Jonathan Drapkin CEO of Pattern For Progress at mike
On June 11th I attended the Pattern For Progress Housing conference at Marist College in Poughkeepsie NY. The conference was well attended and both the private and public sector were well represented.
The first guest speaker was the Duchess County Executive William Steinhaus. He too was encouraged by the attendance. His speech focused on the need for land use policies to address affordable housing. I think the point that stood out most was when he spoke about the fact that the Hudson Valley has spent billions of dollars educating our children - this is very evident from the many educational institutions to be found locally - however, the big problem is that once these students graduate they leave the area. Why? This is because of the high cost of living that is mainly due to the lack of affordable housing in our area. Yes, one of the Hudson Valley's great assets is the educated young work force we produce but we have exported this asset. Certainly this makes no business sense. He then gave examples of efforts to address the affordable housing issue. It was mentioned that in the last 20 years about 1500 properties were rehabilitated. Also, brown fields were cleaned up; an example of this was the site in Red Hook which was then used for the Seniors Complex Red Hook Commons.
Because Pattern for Progress serves 9 counties we had speakers from all over the Hudson Valley. Both members from the private sector discussed the challenge of recruiting out of state talent to the area. Marist would find good candidates to fill faculty positons but once they look into the housing situation these would then pass on the opportunity. This has resulted in heavy recruitment of local canididates. A very common practice is for one college to try and and recruit away the other institution's employees. I see this pattern repeated over and over by Vassar, Marist and Bard. Another fact that came through during this period of the meeting was that even seniors who had retired had to reenter the job market because of the high cost of housing.
One of the most timely speeches was given by Ed Murphy of Hudson River Housing This organization has done much to assist the communities in Dutchess County. One area in which help is offered is affordable housing. What is so interesting about their program is that before any of these potential buyers can purchase a property, they have to open a bank account and save regularly. This money is then matched to provide for closing costs. The buyer is also expected to go through credit couseling, budget planning, mortgage counseling and is given information about the house inspection process and other important home buying topics. This educational effort has paid off as so far none of the families who participated in this program has faced foreclosure. This is no doubt because the buyer started out with a good foundation. The point was made that if more pre-purchase education was done maybe we would not be facing the present foreclosure situation- certainly food for thought.
So why is the Hudson Valley having such an affordable housing issue? Migration fron NYC especially since 9/11/2001 resulted in an upward pressure on price, yet at the same time incomes have not kept up.

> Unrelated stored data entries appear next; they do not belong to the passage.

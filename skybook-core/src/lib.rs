pub mod error;
pub mod journal;
pub mod models;
pub mod payment;
pub mod repository;

pub use error::StoreError;
pub use models::{BookingState, Order, OrderStatus, Payment, PaymentStatus, Seat, SeatStatus};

For example the area median income(AMI) for the Poughkeepsie area is $78,900 for a family of 4
Elementary School Teacher - $59,540
Registered Nurse $62,750
Police Office $52,310
Computer Analyst $72,470
At the same time in May the median home price was $325,000, not affordable for most. Yes, every group is affected by a lack of affordable housing. Some have the misconception that the affordable housing issue only refers to housing for the poor. This is not so.
I think the area is thankful to Jonathan Drapkin and his staff at Pattern For Progress for putting this conference together as well as the various organizations who sponsored the program.